A microphone with the same qualities as your Mac may exist, but it is a strange ask, so very few people have tried different mics looking for that sound.

It is probably best to test the two to find out what the difference is and either use eq to adjust the mic you have, or start looking for mics that have that same sort of frequency response.
 
How smart are you? Are you able to remove the microphone from your laptop or a replacement part for ebay. Find the hot wires. Make an XLR connector for it..see where im going with this. Put it in a LDC body so it looks nice.
 
Part of the sound of the built-in mic might be its position, getting reflections off the desk or keyboard.
I'd be looking into this ^.
The position of the mic in the laptop and, crucially, the distance that you are from it, are you going to play a huge part in how any recording sounds.

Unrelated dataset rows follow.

//! Image resizing functions for thumbnails and the stitching pipeline.
//!
//! All functions return new `DecodedImage` instances without modifying the input.

use super::{buffer_len, DecodeError, DecodedImage, FilterType};

/// Resize an image to exact dimensions.
///
/// # Arguments
///
/// * `image` - The source image to resize
/// * `width` - Target width in pixels
/// * `height` - Target height in pixels
/// * `filter` - Interpolation filter to use
///
/// # Errors
///
/// Returns `DecodeError::ZeroSize` if either target dimension is zero,
/// `DecodeError::TooLarge` if the target exceeds [`MAX_PIXELS`](super::MAX_PIXELS)
/// and `DecodeError::CorruptedFile` if the pixel buffer does not match the
/// image dimensions.
pub fn resize(
    image: &DecodedImage,
    width: u32,
    height: u32,
    filter: FilterType,
) -> Result<DecodedImage, DecodeError> {
    if width == 0 || height == 0 {
        return Err(DecodeError::ZeroSize { width, height });
    }
    if buffer_len(width, height).is_none() {
        return Err(DecodeError::TooLarge { width, height });
    }

    // Fast path: if dimensions match, just clone
    if image.width == width && image.height == height {
        return Ok(image.clone());
    }

    let rgb_image = image
        .to_rgb_image()
        .ok_or_else(|| DecodeError::CorruptedFile("Failed to create RgbImage".to_string()))?;

    let resized = image::imageops::resize(&rgb_image, width, height, filter.to_image_filter());

    Ok(DecodedImage::from_rgb_image(resized))
}

/// Resize an image to fit within a `max_width x max_height` box while
/// preserving aspect ratio.
///
/// Images that already fit are returned unchanged; this never upscales.
///
/// # Errors
///
/// Returns `DecodeError::ZeroSize` if the box has a zero dimension.
pub fn resize_to_fit(
    image: &DecodedImage,
    max_width: u32,
    max_height: u32,
    filter: FilterType,
) -> Result<DecodedImage, DecodeError> {
    if max_width == 0 || max_height == 0 {
        return Err(DecodeError::ZeroSize {
            width: max_width,
            height: max_height,
        });
    }

    if image.width <= max_width && image.height <= max_height {
        return Ok(image.clone());
    }

    let (new_width, new_height) =
        calculate_fit_dimensions(image.width, image.height, max_width, max_height);

    resize(image, new_width, new_height, filter)
}

/// Generate a thumbnail for the reorder strip.
///
/// Fits within a `size x size` square with Lanczos3 so small previews stay
/// sharp.
pub fn generate_thumbnail(image: &DecodedImage, size: u32) -> Result<DecodedImage, DecodeError> {
    resize_to_fit(image, size, size, FilterType::Lanczos3)
}

/// Calculate dimensions to fit within a box while preserving aspect ratio.
fn calculate_fit_dimensions(
    width: u32,
    height: u32,
    max_width: u32,
    max_height: u32,
) -> (u32, u32) {
    if width == 0 || height == 0 {
        return (0, 0);
    }

    let scale = (max_width as f64 / width as f64).min(max_height as f64 / height as f64);

    let new_width = ((width as f64 * scale).round() as u32).clamp(1, max_width);
    let new_height = ((height as f64 * scale).round() as u32).clamp(1, max_height);
    (new_width, new_height)
}

#[cfg(test)]
mod tests {
    use super::*;

    fn create_test_image(width: u32, height: u32) -> DecodedImage {
        // Create a simple gradient image for testing
        let mut pixels = Vec::with_capacity((width * height * 3) as usize);
        for y in 0..height {
            for x in 0..width {
                pixels.push(((x * 255) / width.max(1)) as u8); // R
                pixels.push(((y * 255) / height.max(1)) as u8); // G
                pixels.push(128); // B
            }
        }
        DecodedImage::new(width, height, pixels)
    }

    #[test]
    fn test_resize_basic() {
        let img = create_test_image(100, 50);
        let resized = resize(&img, 50, 25, FilterType::Bilinear).unwrap();

        assert_eq!(resized.dimensions(), (50, 25));
        assert_eq!(resized.pixels.len(), 50 * 25 * 3);
    }

    #[test]
    fn test_resize_same_dimensions_is_identity() {
        let img = create_test_image(100, 50);
        let resized = resize(&img, 100, 50, FilterType::Lanczos3).unwrap();

        assert_eq!(resized, img);
    }

    #[test]
    fn test_resize_upscale() {
        let img = create_test_image(50, 25);
        let resized = resize(&img, 100, 50, FilterType::Lanczos3).unwrap();

        assert_eq!(resized.dimensions(), (100, 50));
    }

    #[test]
    fn test_resize_zero_dimensions_error() {
        let img = create_test_image(100, 50);

        assert!(resize(&img, 0, 50, FilterType::Bilinear).is_err());
        assert!(resize(&img, 50, 0, FilterType::Bilinear).is_err());
    }

    #[test]
    fn test_resize_over_budget_error() {
        let img = create_test_image(4, 4);
        assert_eq!(
            resize(&img, 100_000, 100_000, FilterType::Nearest),
            Err(DecodeError::TooLarge {
                width: 100_000,
                height: 100_000
            })
        );
    }

    #[test]
    fn test_resize_to_fit_landscape() {
        let img = create_test_image(600, 400);
        let resized = resize_to_fit(&img, 150, 150, FilterType::Lanczos3).unwrap();

        assert_eq!(resized.dimensions(), (150, 100));
    }

    #[test]
    fn test_resize_to_fit_portrait() {
        let img = create_test_image(400, 600);
        let resized = resize_to_fit(&img, 150, 150, FilterType::Lanczos3).unwrap();

        assert_eq!(resized.dimensions(), (100, 150));
    }

    #[test]
    fn test_resize_to_fit_rectangular_box() {
        let img = create_test_image(400, 400);
        let resized = resize_to_fit(&img, 200, 100, FilterType::Bilinear).unwrap();

        assert_eq!(resized.dimensions(), (100, 100));
    }

    #[test]
    fn test_resize_to_fit_already_smaller() {
        let img = create_test_image(100, 50);
        let resized = resize_to_fit(&img, 150, 150, FilterType::Bilinear).unwrap();

        // Should return same dimensions when already smaller
        assert_eq!(resized.dimensions(), (100, 50));
    }

    #[test]
    fn test_resize_to_fit_zero_box_error() {
        let img = create_test_image(100, 50);
        assert!(resize_to_fit(&img, 0, 10, FilterType::Bilinear).is_err());
    }

    #[test]
    fn test_generate_thumbnail() {
        let img = create_test_image(600, 400);
        let thumb = generate_thumbnail(&img, 150).unwrap();

        assert!(thumb.width <= 150);
        assert!(thumb.height <= 150);
        assert!(thumb.width == 150 || thumb.height == 150);
    }

    #[test]
    fn test_generate_thumbnail_small_image() {
        let img = create_test_image(100, 50);
        let thumb = generate_thumbnail(&img, 150).unwrap();

        // Small images should not be upscaled
        assert_eq!(thumb.dimensions(), (100, 50));
    }

    #[test]
    fn test_calculate_fit_dimensions_extreme_aspect() {
        // A very wide strip keeps at least one pixel of height
        assert_eq!(calculate_fit_dimensions(10_000, 10, 150, 150), (150, 1));
    }

    #[test]
    fn test_calculate_fit_dimensions_zero_input() {
        assert_eq!(calculate_fit_dimensions(0, 0, 150, 150), (0, 0));
    }
}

It's entirely possible you just like the sound of your room but aren't giving the u87 enough space to capture that.
 
They are right. I'll bet if you positioned the mac mic the same way you do the U87, it wouldn't sound the way you like.
 
Buy a small cheap SDC mic and mount it where the mac mic is on a sheet of MDF the same area as the mac base. Make sure the mic's diaphragm is flush with the top surface of the MDF...

Yeah, pointless ^ probably would not work, pulling plonker a bit. Buy instead a neutral sounding mic and then play with EQ. The Sontronics STC-2 is pretty neutral.

Dave.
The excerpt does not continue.